Requirement
Pull each line containing "PrometheusBuilder" out of the data and copy it.

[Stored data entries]
________________________

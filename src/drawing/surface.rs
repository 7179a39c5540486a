//! In-memory drawing surface.

use std::sync::{Mutex, MutexGuard};

use thiserror::Error;
use tokio::sync::mpsc;
use uuid::Uuid;

use crate::geo::{Coordinate, Feature, FeatureCollection};
use crate::observability::metrics;

/// Notification emitted after the feature set changes.
///
/// Carries no payload; listeners pull the collection themselves.
#[derive(Debug, Clone, Copy, PartialEq, Eq)]
pub enum DrawEvent {
    Created,
    Updated,
    Deleted,
}

impl DrawEvent {
    pub fn as_str(&self) -> &'static str {
        match self {
            DrawEvent::Created => "created",
            DrawEvent::Updated => "updated",
            DrawEvent::Deleted => "deleted",
        }
    }
}

#[derive(Debug, Clone, PartialEq, Eq, Error)]
pub enum DrawError {
    #[error("a line needs at least one coordinate")]
    Empty,

    #[error("feature '{0}' not found")]
    NotFound(String),
}

/// Source of the current feature collection.
pub trait DrawingSurface: Send + Sync + 'static {
    fn feature_collection(&self) -> FeatureCollection;
}

/// Drawing surface that keeps features in memory.
///
/// Features are ordered by last modification: creating or updating a
/// feature moves it to the end of the collection.
#[derive(Debug)]
pub struct SketchPad {
    features: Mutex<Vec<Feature>>,
    events: mpsc::UnboundedSender<DrawEvent>,
}

impl SketchPad {
    /// Create a new SketchPad.
    ///
    /// Returns the surface and a receiver for its notifications.
    pub fn new() -> (Self, mpsc::UnboundedReceiver<DrawEvent>) {
        let (events, rx) = mpsc::unbounded_channel();
        (
            Self {
                features: Mutex::new(Vec::new()),
                events,
            },
            rx,
        )
    }

    /// Add a new line feature.
    pub fn create_line(&self, coordinates: Vec<Coordinate>) -> Result<Feature, DrawError> {
        if coordinates.is_empty() {
            return Err(DrawError::Empty);
        }
        let feature = Feature::line(Uuid::new_v4().to_string(), coordinates);
        self.lock().push(feature.clone());

        tracing::debug!(feature_id = %feature.id, "Feature created");
        self.notify(DrawEvent::Created);
        Ok(feature)
    }

    /// Replace a feature's geometry with a new line.
    pub fn update_line(&self, id: &str, coordinates: Vec<Coordinate>) -> Result<Feature, DrawError> {
        if coordinates.is_empty() {
            return Err(DrawError::Empty);
        }
        let feature = {
            let mut features = self.lock();
            let idx = features
                .iter()
                .position(|f| f.id == id)
                .ok_or_else(|| DrawError::NotFound(id.to_string()))?;
            let mut feature = features.remove(idx);
            feature.geometry = Feature::line(id, coordinates).geometry;
            features.push(feature.clone());
            feature
        };

        tracing::debug!(feature_id = %id, "Feature updated");
        self.notify(DrawEvent::Updated);
        Ok(feature)
    }

    /// Remove a feature.
    pub fn delete(&self, id: &str) -> Result<(), DrawError> {
        {
            let mut features = self.lock();
            let before = features.len();
            features.retain(|f| f.id != id);
            if features.len() == before {
                return Err(DrawError::NotFound(id.to_string()));
            }
        }

        tracing::debug!(feature_id = %id, "Feature deleted");
        self.notify(DrawEvent::Deleted);
        Ok(())
    }

    pub fn len(&self) -> usize {
        self.lock().len()
    }

    pub fn is_empty(&self) -> bool {
        self.lock().is_empty()
    }

    fn notify(&self, event: DrawEvent) {
        metrics::record_draw_event(event.as_str());
        if self.events.send(event).is_err() {
            tracing::debug!(event = event.as_str(), "No listener for draw event");
        }
    }

    fn lock(&self) -> MutexGuard<'_, Vec<Feature>> {
        self.features.lock().unwrap_or_else(|poisoned| poisoned.into_inner())
    }
}

impl DrawingSurface for SketchPad {
    fn feature_collection(&self) -> FeatureCollection {
        FeatureCollection::new(self.lock().clone())
    }
}
//! Observability subsystem.
//!
//! # Data Flow
//! ```text
//! All subsystems produce:
//!     → logging.rs (structured log events via tracing)
//!     → metrics.rs (counters, histograms)
//!
//! Consumers:
//!     → stdout (fmt layer)
//!     → Metrics endpoint (Prometheus scrape, optional)
//! ```
//!
//! # Design Decisions
//! - Structured fields, not interpolated strings
//! - Request ID flows through the HTTP surface
//! - Metrics exporter is off by default

pub mod logging;
pub mod metrics;
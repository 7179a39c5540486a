//! Route layer renderer.
//!
//! # States
//! - NoRoute: no "route" source on the map
//! - RouteShown: a "route" layer and source exist
//!
//! # State Transitions
//! ```text
//! NoRoute    → RouteShown: any render call
//! RouteShown → NoRoute:    render call under RenderPolicy::Toggle
//! RouteShown → RouteShown: render call under RenderPolicy::Replace
//! ```
//!
//! Toggle drops the geometry it was called with. That is the observed
//! behaviour and stays the default.

use std::sync::{Arc, Mutex, MutexGuard};

use crate::geo::{Geometry, MatchedGeometry};
use crate::observability::metrics;
use crate::render::map::{
    LayerSpec, LineCap, LineJoin, LineLayout, LinePaint, MapError, MapSurface, SourceSpec,
};

// Re-export from config module to avoid duplication
pub use crate::config::schema::{RenderConfig, RenderPolicy};

/// Fixed id of the route layer and its source.
pub const ROUTE_ID: &str = "route";

#[derive(Debug, Clone, Copy, PartialEq, Eq)]
pub enum RouteState {
    NoRoute,
    RouteShown,
}

/// What a render call did to the map.
#[derive(Debug, Clone, Copy, PartialEq, Eq)]
pub enum RenderOutcome {
    /// A route layer was added where none existed.
    Shown,
    /// The existing route was swapped for the new geometry.
    Replaced,
    /// The existing route was removed and nothing was added.
    Cleared,
}

impl RenderOutcome {
    pub fn as_str(&self) -> &'static str {
        match self {
            RenderOutcome::Shown => "shown",
            RenderOutcome::Replaced => "replaced",
            RenderOutcome::Cleared => "cleared",
        }
    }
}

/// Keeps at most one route layer on a shared map.
pub struct RouteRenderer<M> {
    map: Arc<Mutex<M>>,
    config: RenderConfig,
}

impl<M> Clone for RouteRenderer<M> {
    fn clone(&self) -> Self {
        Self {
            map: self.map.clone(),
            config: self.config.clone(),
        }
    }
}

impl<M: MapSurface> RouteRenderer<M> {
    pub fn new(map: Arc<Mutex<M>>, config: RenderConfig) -> Self {
        Self { map, config }
    }

    pub fn policy(&self) -> RenderPolicy {
        self.config.policy
    }

    pub fn state(&self) -> RouteState {
        if self.lock().has_source(ROUTE_ID) {
            RouteState::RouteShown
        } else {
            RouteState::NoRoute
        }
    }

    /// Apply a matched geometry to the map.
    ///
    /// The whole check-then-update runs under one lock, so concurrent calls
    /// can never leave two route layers behind.
    pub fn render(&self, geometry: MatchedGeometry) -> Result<RenderOutcome, MapError> {
        let mut map = self.lock();

        let outcome = if map.has_source(ROUTE_ID) {
            map.remove_layer(ROUTE_ID);
            map.remove_source(ROUTE_ID);
            match self.config.policy {
                RenderPolicy::Toggle => RenderOutcome::Cleared,
                RenderPolicy::Replace => {
                    self.add_route(&mut *map, geometry)?;
                    RenderOutcome::Replaced
                }
            }
        } else {
            self.add_route(&mut *map, geometry)?;
            RenderOutcome::Shown
        };

        tracing::info!(
            outcome = outcome.as_str(),
            policy = ?self.config.policy,
            "Route layer updated"
        );
        metrics::record_render(outcome.as_str());
        Ok(outcome)
    }

    fn add_route(&self, map: &mut M, geometry: MatchedGeometry) -> Result<(), MapError> {
        let layer = LayerSpec {
            id: ROUTE_ID.to_string(),
            source: ROUTE_ID.to_string(),
            layout: LineLayout {
                cap: LineCap::Round,
                join: LineJoin::Round,
            },
            paint: LinePaint {
                color: self.config.line_color.clone(),
                width: self.config.line_width,
                opacity: self.config.line_opacity,
            },
        };
        let source = SourceSpec {
            id: ROUTE_ID.to_string(),
            data: Geometry::from(geometry),
        };
        map.add_layer(layer, source)
    }

    fn lock(&self) -> MutexGuard<'_, M> {
        self.map.lock().unwrap_or_else(|poisoned| poisoned.into_inner())
    }
}

#[cfg(test)]
mod tests {
    use super::*;
    use crate::geo::Coordinate;
    use crate::render::map::InMemoryMap;

    fn geometry(offset: f64) -> MatchedGeometry {
        MatchedGeometry::new(vec![
            Coordinate::new(69.24 + offset, 41.31),
            Coordinate::new(69.26 + offset, 41.33),
        ])
    }

    fn renderer(policy: RenderPolicy) -> (RouteRenderer<InMemoryMap>, Arc<Mutex<InMemoryMap>>) {
        let map = Arc::new(Mutex::new(InMemoryMap::new()));
        let config = RenderConfig {
            policy,
            ..RenderConfig::default()
        };
        (RouteRenderer::new(map.clone(), config), map)
    }

    #[test]
    fn test_first_render_creates_route_layer() {
        let (renderer, map) = renderer(RenderPolicy::Toggle);
        assert_eq!(renderer.state(), RouteState::NoRoute);

        let g = geometry(0.0);
        assert_eq!(renderer.render(g.clone()).unwrap(), RenderOutcome::Shown);

        let map = map.lock().unwrap();
        assert_eq!(map.layer_ids(), vec![ROUTE_ID]);
        assert_eq!(map.source(ROUTE_ID).unwrap().data, Geometry::from(g));
        assert_eq!(map.layer(ROUTE_ID).unwrap().paint.color, "#03AA46");
    }

    #[test]
    fn test_second_render_toggles_route_off() {
        let (renderer, map) = renderer(RenderPolicy::Toggle);
        renderer.render(geometry(0.0)).unwrap();

        // The new geometry is dropped, not shown.
        assert_eq!(renderer.render(geometry(0.01)).unwrap(), RenderOutcome::Cleared);
        assert_eq!(renderer.state(), RouteState::NoRoute);
        assert_eq!(map.lock().unwrap().layer_count(), 0);

        // A third call shows the route again.
        assert_eq!(renderer.render(geometry(0.02)).unwrap(), RenderOutcome::Shown);
    }

    #[test]
    fn test_replace_policy_swaps_geometry() {
        let (renderer, map) = renderer(RenderPolicy::Replace);
        renderer.render(geometry(0.0)).unwrap();

        let newer = geometry(0.01);
        assert_eq!(renderer.render(newer.clone()).unwrap(), RenderOutcome::Replaced);

        let map = map.lock().unwrap();
        assert_eq!(map.layer_count(), 1);
        assert_eq!(map.source(ROUTE_ID).unwrap().data, Geometry::from(newer));
    }
}
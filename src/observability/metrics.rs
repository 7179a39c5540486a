//! Metrics collection and exposition.
//!
//! # Metrics
//! - `route_match_total` (counter): match attempts by outcome
//! - `route_match_duration_seconds` (histogram): matching service latency
//! - `route_render_total` (counter): route layer changes by outcome
//! - `route_pipeline_total` (counter): draw events by final pipeline outcome
//! - `draw_events_total` (counter): drawing surface notifications by kind
//!
//! Without an installed recorder every call is a no-op, so library code and
//! tests can record unconditionally.

use std::net::SocketAddr;
use std::time::Instant;

use metrics::{counter, histogram};
use metrics_exporter_prometheus::PrometheusBuilder;

/// Install the Prometheus recorder and its scrape endpoint.
///
/// Must be called from within a Tokio runtime.
pub fn init_metrics(addr: SocketAddr) {
    match PrometheusBuilder::new().with_http_listener(addr).install() {
        Ok(()) => tracing::info!(address = %addr, "Metrics endpoint listening"),
        Err(e) => tracing::error!(address = %addr, error = %e, "Failed to install metrics exporter"),
    }
}

/// Record one match attempt.
pub fn record_match(outcome: &'static str, start: Instant) {
    counter!("route_match_total", "outcome" => outcome).increment(1);
    histogram!("route_match_duration_seconds").record(start.elapsed().as_secs_f64());
}

/// Record a route layer change.
pub fn record_render(outcome: &'static str) {
    counter!("route_render_total", "outcome" => outcome).increment(1);
}

/// Record how a draw event was resolved.
pub fn record_pipeline(outcome: &'static str) {
    counter!("route_pipeline_total", "outcome" => outcome).increment(1);
}

/// Record a drawing surface notification.
pub fn record_draw_event(kind: &'static str) {
    counter!("draw_events_total", "kind" => kind).increment(1);
}
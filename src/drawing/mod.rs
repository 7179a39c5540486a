//! Drawing surface subsystem.
//!
//! Holds the user's sketched features and announces changes. Listeners get a
//! bare [`DrawEvent`] and read the full [`crate::geo::FeatureCollection`] on
//! demand.

pub mod surface;

pub use surface::{DrawError, DrawEvent, DrawingSurface, SketchPad};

________________________

Answer for the task
use metrics_exporter_prometheus::PrometheusBuilder;
    match PrometheusBuilder::new().with_http_listener(addr).install() {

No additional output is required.